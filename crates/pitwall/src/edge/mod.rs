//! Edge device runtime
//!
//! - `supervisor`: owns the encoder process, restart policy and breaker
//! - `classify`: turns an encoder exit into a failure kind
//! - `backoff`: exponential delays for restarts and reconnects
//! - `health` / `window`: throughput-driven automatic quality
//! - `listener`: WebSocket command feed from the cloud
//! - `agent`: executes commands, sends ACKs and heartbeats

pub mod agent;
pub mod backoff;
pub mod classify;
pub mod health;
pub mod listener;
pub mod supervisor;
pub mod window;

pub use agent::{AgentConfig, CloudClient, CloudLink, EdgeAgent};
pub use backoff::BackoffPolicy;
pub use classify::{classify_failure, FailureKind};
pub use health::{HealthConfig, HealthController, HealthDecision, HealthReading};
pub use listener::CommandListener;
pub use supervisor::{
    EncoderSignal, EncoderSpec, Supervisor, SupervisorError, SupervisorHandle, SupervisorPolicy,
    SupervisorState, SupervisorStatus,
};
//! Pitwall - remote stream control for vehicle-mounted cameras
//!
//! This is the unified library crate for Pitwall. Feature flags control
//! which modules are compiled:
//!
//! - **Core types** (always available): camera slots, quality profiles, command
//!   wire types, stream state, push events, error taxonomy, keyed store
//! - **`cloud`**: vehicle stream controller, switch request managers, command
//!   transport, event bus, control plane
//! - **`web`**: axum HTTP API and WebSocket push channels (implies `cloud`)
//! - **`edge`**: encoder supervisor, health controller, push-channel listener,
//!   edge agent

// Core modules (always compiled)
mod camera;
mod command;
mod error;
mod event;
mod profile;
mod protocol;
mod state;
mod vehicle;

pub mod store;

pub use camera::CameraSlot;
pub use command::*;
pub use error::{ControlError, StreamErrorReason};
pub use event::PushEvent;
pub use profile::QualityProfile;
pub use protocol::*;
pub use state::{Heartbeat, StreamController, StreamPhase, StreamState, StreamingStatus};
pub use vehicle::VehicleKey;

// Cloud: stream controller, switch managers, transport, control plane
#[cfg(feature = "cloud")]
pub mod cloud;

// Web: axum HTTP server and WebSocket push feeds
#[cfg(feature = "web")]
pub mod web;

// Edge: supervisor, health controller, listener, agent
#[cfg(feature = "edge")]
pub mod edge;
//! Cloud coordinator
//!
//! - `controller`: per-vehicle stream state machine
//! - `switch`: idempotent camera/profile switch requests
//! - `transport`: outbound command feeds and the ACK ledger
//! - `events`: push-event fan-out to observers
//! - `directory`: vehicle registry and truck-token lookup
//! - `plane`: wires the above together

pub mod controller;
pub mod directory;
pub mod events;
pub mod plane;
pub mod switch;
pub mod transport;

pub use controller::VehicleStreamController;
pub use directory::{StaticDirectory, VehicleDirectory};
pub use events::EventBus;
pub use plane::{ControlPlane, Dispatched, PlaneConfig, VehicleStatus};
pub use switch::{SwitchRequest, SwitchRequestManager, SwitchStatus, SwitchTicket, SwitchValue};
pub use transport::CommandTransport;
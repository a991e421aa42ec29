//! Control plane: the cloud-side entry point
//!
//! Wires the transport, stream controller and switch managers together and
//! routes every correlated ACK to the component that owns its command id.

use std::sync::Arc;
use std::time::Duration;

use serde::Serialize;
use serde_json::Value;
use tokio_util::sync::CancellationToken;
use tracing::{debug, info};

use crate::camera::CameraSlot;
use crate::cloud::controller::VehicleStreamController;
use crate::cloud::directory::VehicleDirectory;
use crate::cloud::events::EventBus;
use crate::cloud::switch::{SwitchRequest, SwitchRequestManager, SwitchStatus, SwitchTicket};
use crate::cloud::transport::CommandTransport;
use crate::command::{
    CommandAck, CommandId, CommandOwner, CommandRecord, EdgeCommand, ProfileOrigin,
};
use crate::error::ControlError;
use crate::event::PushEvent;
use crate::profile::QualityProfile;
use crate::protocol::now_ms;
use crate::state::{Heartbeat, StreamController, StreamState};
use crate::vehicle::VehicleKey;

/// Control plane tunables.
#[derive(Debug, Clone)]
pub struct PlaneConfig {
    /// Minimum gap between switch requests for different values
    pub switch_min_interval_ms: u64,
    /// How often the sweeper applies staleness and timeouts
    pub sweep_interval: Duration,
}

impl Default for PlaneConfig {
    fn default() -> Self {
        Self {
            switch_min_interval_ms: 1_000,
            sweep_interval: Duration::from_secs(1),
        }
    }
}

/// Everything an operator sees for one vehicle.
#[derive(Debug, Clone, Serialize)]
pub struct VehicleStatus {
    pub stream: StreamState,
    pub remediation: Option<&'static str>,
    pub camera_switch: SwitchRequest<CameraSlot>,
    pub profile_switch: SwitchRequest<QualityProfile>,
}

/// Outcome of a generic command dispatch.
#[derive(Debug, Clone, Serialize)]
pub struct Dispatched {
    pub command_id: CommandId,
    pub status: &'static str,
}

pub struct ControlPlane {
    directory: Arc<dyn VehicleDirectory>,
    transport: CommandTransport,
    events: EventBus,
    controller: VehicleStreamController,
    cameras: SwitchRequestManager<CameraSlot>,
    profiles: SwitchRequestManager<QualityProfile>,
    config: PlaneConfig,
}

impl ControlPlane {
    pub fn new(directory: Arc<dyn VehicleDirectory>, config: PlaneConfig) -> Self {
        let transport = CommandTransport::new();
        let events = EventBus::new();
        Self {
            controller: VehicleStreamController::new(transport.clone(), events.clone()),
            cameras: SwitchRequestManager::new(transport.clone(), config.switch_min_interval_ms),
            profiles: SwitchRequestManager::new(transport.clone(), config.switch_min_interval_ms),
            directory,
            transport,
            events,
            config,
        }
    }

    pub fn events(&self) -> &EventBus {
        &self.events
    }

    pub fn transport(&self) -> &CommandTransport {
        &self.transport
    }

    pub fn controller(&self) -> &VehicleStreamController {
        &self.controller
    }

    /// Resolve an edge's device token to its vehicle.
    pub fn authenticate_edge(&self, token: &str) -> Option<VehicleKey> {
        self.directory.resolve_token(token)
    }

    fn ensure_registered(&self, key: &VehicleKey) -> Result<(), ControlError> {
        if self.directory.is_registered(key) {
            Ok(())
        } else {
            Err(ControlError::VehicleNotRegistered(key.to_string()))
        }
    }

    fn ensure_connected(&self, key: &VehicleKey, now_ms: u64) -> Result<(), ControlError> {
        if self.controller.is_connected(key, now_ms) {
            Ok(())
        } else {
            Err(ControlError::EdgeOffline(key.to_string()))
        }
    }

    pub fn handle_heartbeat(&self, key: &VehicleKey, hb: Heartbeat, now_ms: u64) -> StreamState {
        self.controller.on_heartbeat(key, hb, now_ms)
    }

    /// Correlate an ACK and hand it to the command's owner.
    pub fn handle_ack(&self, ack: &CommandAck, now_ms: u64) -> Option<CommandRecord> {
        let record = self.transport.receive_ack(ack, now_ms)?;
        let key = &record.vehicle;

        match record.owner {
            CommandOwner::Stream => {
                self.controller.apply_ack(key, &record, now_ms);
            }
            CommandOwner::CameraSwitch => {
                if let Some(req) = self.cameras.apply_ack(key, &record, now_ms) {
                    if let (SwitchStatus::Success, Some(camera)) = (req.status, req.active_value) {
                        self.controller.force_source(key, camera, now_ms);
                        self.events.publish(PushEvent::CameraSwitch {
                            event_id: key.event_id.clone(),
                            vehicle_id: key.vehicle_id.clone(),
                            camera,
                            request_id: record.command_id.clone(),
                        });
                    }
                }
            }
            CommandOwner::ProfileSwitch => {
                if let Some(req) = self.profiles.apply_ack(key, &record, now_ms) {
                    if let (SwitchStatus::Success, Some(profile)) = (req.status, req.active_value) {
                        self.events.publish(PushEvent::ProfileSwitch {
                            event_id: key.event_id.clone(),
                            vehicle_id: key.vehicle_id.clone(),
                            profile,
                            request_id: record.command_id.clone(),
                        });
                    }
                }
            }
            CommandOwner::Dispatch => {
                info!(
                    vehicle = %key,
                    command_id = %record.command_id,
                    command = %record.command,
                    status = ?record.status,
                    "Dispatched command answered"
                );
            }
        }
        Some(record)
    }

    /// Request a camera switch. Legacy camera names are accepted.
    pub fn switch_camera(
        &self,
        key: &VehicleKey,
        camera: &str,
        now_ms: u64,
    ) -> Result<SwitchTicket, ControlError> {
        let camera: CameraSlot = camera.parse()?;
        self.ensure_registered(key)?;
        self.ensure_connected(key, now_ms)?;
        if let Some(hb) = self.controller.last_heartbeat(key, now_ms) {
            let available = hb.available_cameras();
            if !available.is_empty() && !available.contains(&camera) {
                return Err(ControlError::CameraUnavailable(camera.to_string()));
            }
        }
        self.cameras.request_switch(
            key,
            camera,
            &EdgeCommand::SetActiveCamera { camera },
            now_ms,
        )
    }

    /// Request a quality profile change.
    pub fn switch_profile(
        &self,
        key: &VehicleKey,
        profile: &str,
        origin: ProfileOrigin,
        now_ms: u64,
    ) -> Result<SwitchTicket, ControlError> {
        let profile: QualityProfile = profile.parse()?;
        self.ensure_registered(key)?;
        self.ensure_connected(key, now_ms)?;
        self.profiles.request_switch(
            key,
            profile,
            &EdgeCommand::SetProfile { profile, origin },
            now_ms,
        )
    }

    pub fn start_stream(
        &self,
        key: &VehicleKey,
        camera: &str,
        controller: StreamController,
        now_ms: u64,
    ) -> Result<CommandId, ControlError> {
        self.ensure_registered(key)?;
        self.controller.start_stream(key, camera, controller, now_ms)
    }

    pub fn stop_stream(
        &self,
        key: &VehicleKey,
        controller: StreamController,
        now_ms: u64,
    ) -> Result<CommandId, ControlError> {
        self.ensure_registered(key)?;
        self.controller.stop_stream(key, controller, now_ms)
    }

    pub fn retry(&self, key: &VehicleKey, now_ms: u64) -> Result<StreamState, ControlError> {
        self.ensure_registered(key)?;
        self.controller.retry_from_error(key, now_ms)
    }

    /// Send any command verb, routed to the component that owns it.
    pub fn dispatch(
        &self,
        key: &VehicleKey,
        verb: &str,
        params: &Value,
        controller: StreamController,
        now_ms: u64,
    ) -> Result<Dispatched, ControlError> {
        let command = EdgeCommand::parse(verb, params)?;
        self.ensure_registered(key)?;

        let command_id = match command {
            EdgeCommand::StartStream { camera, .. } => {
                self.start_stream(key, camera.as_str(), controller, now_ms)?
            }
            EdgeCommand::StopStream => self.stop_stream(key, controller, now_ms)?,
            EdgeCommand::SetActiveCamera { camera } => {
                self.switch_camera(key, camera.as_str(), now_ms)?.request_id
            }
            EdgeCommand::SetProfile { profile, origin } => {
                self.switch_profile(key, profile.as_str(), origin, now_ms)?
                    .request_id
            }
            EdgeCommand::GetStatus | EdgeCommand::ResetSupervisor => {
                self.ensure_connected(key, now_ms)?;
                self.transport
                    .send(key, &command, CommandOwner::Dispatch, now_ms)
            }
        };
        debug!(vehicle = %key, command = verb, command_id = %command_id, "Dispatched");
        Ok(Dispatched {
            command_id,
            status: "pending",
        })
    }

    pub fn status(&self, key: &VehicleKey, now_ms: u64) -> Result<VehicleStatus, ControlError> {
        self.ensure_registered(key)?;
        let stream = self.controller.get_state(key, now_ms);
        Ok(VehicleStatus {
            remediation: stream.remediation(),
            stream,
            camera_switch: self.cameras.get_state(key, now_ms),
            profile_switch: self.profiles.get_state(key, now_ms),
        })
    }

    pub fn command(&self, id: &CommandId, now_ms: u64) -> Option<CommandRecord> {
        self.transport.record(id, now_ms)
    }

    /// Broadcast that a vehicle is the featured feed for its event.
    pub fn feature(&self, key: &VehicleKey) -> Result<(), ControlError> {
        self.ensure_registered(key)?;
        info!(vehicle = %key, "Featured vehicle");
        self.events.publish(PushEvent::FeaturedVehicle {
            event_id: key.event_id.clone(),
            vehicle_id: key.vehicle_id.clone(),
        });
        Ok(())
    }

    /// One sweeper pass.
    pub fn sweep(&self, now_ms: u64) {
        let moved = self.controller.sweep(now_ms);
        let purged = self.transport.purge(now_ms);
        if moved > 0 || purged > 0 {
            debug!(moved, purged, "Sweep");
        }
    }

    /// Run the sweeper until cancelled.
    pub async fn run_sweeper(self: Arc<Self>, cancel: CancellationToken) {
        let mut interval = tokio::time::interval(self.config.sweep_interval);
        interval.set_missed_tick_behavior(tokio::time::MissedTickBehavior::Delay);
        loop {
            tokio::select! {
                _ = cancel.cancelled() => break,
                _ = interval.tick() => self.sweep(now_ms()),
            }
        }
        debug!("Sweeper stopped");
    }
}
▬▬▬▬▬▬
**PROBLEM TO SOLVE**. From the records above, report the count of lines containing "VehicleStreamController" and nothing more.

**FINISHED EXERCISE**. 5